Cyclooxygenase-2 is involved in oxidative damage and alpha-synuclein accumulation in dopaminergic cells

Cyclooxygenase (COX) is the rate-limiting enzyme that catalyzes the formation of prostaglandins from arachidonic acid. The inducible isoform COX-2 is upregulated in the dopaminergic neurons of the substantia nigra of postmortem Parkinson's disease (PD) patients and in neurotoxin-induced Parkinsonism models. COX-2 has attracted significant attention as an important source of oxidative stress in dopaminergic neurons due to its potential to oxidize catechols including dopamine. However, the role of COX-2 in the pathogenesis of PD has not been fully evaluated.
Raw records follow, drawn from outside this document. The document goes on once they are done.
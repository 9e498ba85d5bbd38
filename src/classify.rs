//! Retry classification of attempt outcomes and server hint parsing.

use std::time::Duration;

use chrono::{DateTime, Utc};
use reqwest::{
    header::{HeaderMap, RETRY_AFTER},
    StatusCode,
};

use crate::{ClientOptions, HttpResponse, TransportError, TransportErrorKind};

/// Delay hint in milliseconds. Wins over `retry-after` when both are valid.
pub const RETRY_AFTER_MS: &str = "retry-after-ms";

/// Explicit server override of the retry decision (`true` / `false`).
pub const SHOULD_RETRY: &str = "x-should-retry";

/// Whether an attempt is worth retrying, and how long the server asked to wait.
#[derive(Clone, Copy, Debug, Default, Eq, PartialEq)]
pub struct RetryDecision {
    pub retryable: bool,
    pub hint: Option<Duration>,
}

impl RetryDecision {
    /// Do not retry.
    pub fn terminal() -> Self {
        Self::default()
    }

    /// Retry, waiting `hint` if the server gave one.
    pub fn retry(hint: Option<Duration>) -> Self {
        Self {
            retryable: true,
            hint,
        }
    }
}

/// Decides retry-worthiness from transport errors, statuses and headers.
#[derive(Clone, Debug, Eq, PartialEq)]
pub struct RetryClassifier {
    retryable_statuses: Vec<u16>,
    retry_server_errors: bool,
}

impl Default for RetryClassifier {
    fn default() -> Self {
        Self::from_options(&ClientOptions::default())
    }
}

impl RetryClassifier {
    /// Retries `retryable_statuses`, plus every 5xx when
    /// `retry_server_errors` is set.
    pub fn new(
        retryable_statuses: impl IntoIterator<Item = u16>,
        retry_server_errors: bool,
    ) -> Self {
        Self {
            retryable_statuses: retryable_statuses.into_iter().collect(),
            retry_server_errors,
        }
    }

    /// Classifier configured by `ClientOptions::retryable_statuses` and
    /// `ClientOptions::retry_server_errors`.
    pub fn from_options(options: &ClientOptions) -> Self {
        Self::new(
            options.retryable_statuses.iter().copied(),
            options.retry_server_errors,
        )
    }

    /// Classifies a complete attempt outcome.
    pub fn classify(&self, outcome: &Result<HttpResponse, TransportError>) -> RetryDecision {
        match outcome {
            Ok(response) => self.classify_response(response.status, &response.headers),
            Err(err) => self.classify_transport(err),
        }
    }

    /// Transport failures are retried unless the request itself was invalid.
    pub fn classify_transport(&self, err: &TransportError) -> RetryDecision {
        match err.kind {
            TransportErrorKind::InvalidRequest => RetryDecision::terminal(),
            _ => RetryDecision::retry(None),
        }
    }

    /// Classifies a status, honoring `x-should-retry` on non-2xx responses.
    ///
    /// A retryable decision carries the parsed server hint, if any.
    pub fn classify_response(&self, status: StatusCode, headers: &HeaderMap) -> RetryDecision {
        if status.is_success() {
            return RetryDecision::terminal();
        }

        let retryable = match should_retry_override(headers) {
            Some(value) => value,
            None => self.is_retryable_status(status),
        };
        if retryable {
            RetryDecision::retry(parse_retry_hint(headers))
        } else {
            RetryDecision::terminal()
        }
    }

    /// Status-only retry rule, ignoring headers.
    pub fn is_retryable_status(&self, status: StatusCode) -> bool {
        (self.retry_server_errors && status.is_server_error())
            || self.retryable_statuses.contains(&status.as_u16())
    }
}

fn should_retry_override(headers: &HeaderMap) -> Option<bool> {
    let value = headers.get(SHOULD_RETRY)?.to_str().ok()?.trim();
    if value.eq_ignore_ascii_case("true") {
        Some(true)
    } else if value.eq_ignore_ascii_case("false") {
        Some(false)
    } else {
        None
    }
}

/// Extracts the server retry hint from response headers.
///
/// Malformed values never fail: they count as "no hint".
pub fn parse_retry_hint(headers: &HeaderMap) -> Option<Duration> {
    parse_retry_hint_at(headers, Utc::now())
}

/// [`parse_retry_hint`] with `now` supplied for HTTP-date values.
pub fn parse_retry_hint_at(headers: &HeaderMap, now: DateTime<Utc>) -> Option<Duration> {
    if let Some(millis) = header_number(headers, RETRY_AFTER_MS) {
        return Some(nanos_to_duration(millis * 1e6));
    }

    let value = headers.get(RETRY_AFTER)?.to_str().ok()?.trim();
    if let Some(seconds) = parse_number(value) {
        return Some(nanos_to_duration(seconds * 1e9));
    }
    let date = DateTime::parse_from_rfc2822(value).ok()?;
    Some(
        date.with_timezone(&Utc)
            .signed_duration_since(now)
            .to_std()
            .unwrap_or(Duration::ZERO),
    )
}

fn header_number(headers: &HeaderMap, name: &str) -> Option<f64> {
    parse_number(headers.get(name)?.to_str().ok()?)
}

fn parse_number(value: &str) -> Option<f64> {
    value
        .trim()
        .parse::<f64>()
        .ok()
        .filter(|number| number.is_finite())
}

// Zero and negative values mean "retry now".
fn nanos_to_duration(nanos: f64) -> Duration {
    if nanos <= 0.0 {
        return Duration::ZERO;
    }
    if nanos >= u64::MAX as f64 {
        return Duration::MAX;
    }
    Duration::from_nanos(nanos.round() as u64)
}
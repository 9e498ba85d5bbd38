//! Cancellation and deadline envelope attached to one logical call.

use std::{fmt, time::Duration};

use tokio::time::{sleep_until, Instant};
use tokio_util::sync::CancellationToken;

/// Reason a [`CallContext`] fired.
#[derive(Clone, Copy, Debug, Eq, PartialEq, thiserror::Error)]
pub enum ContextError {
    #[error("context canceled")]
    Canceled,
    #[error("context deadline exceeded")]
    DeadlineExceeded,
}

/// Caller-supplied cancellation signal plus an optional absolute deadline.
///
/// The context is assembled before the call starts and passed unchanged into
/// every physical attempt. Cloning is cheap; clones observe the same token.
///
/// ```
/// use std::time::Duration;
/// use dispatch_http::CallContext;
///
/// let ctx = CallContext::new().with_timeout(Duration::from_secs(30));
/// assert!(!ctx.is_done());
/// ```
#[derive(Clone, Default)]
pub struct CallContext {
    token: CancellationToken,
    deadline: Option<Instant>,
}

impl fmt::Debug for CallContext {
    fn fmt(&self, f: &mut fmt::Formatter<'_>) -> fmt::Result {
        f.debug_struct("CallContext")
            .field("canceled", &self.token.is_cancelled())
            .field("deadline", &self.deadline)
            .finish()
    }
}

impl CallContext {
    /// A context that never fires on its own.
    pub fn new() -> Self {
        Self::default()
    }

    /// Uses `token` as the cancellation signal.
    ///
    /// Keep a clone of the token to cancel the call from elsewhere.
    pub fn with_cancellation(mut self, token: CancellationToken) -> Self {
        self.token = token;
        self
    }

    /// Sets an absolute deadline. An earlier existing deadline is kept.
    pub fn with_deadline(mut self, deadline: impl Into<Instant>) -> Self {
        let deadline = deadline.into();
        self.deadline = Some(match self.deadline {
            Some(current) => current.min(deadline),
            None => deadline,
        });
        self
    }

    /// Sets the deadline to `timeout` from now.
    pub fn with_timeout(self, timeout: Duration) -> Self {
        let deadline = Instant::now() + timeout;
        self.with_deadline(deadline)
    }

    /// Token that cancels this call when triggered.
    pub fn cancellation_token(&self) -> &CancellationToken {
        &self.token
    }

    /// Absolute deadline, if one is set.
    pub fn deadline(&self) -> Option<Instant> {
        self.deadline
    }

    /// Time left until the deadline, `None` when there is no deadline.
    pub fn remaining(&self) -> Option<Duration> {
        self.deadline
            .map(|deadline| deadline.saturating_duration_since(Instant::now()))
    }

    /// Returns the reason the context fired, if it has.
    ///
    /// Explicit cancellation wins over an expired deadline.
    pub fn check(&self) -> Result<(), ContextError> {
        if self.token.is_cancelled() {
            return Err(ContextError::Canceled);
        }
        match self.deadline {
            Some(deadline) if Instant::now() >= deadline => Err(ContextError::DeadlineExceeded),
            _ => Ok(()),
        }
    }

    /// Returns `true` once the context is canceled or past its deadline.
    pub fn is_done(&self) -> bool {
        self.check().is_err()
    }

    /// Resolves once the context is canceled or its deadline passes.
    pub async fn done(&self) -> ContextError {
        if let Err(err) = self.check() {
            return err;
        }
        match self.deadline {
            Some(deadline) => {
                tokio::select! {
                    biased;
                    _ = self.token.cancelled() => ContextError::Canceled,
                    _ = sleep_until(deadline) => ContextError::DeadlineExceeded,
                }
            }
            None => {
                self.token.cancelled().await;
                ContextError::Canceled
            }
        }
    }
}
Here, we show that COX-2 induces dopamine oxidation, as evidenced by the findings that COX-2 can facilitate dopamine oxidation in a cell-free system and in COX-2-overexpressing SH-SY5Y cells, and that this can be completely abolished by the selective COX-2 inhibitor meloxicam. Increased COX-2 expression causes oxidative protein modification and α-synuclein accumulation in dopaminergic cells. These data suggest that an abnormal increase in COX-2 expression causes dopamine oxidation and contributes to the preferential vulnerability of dopaminergic cells as in PD.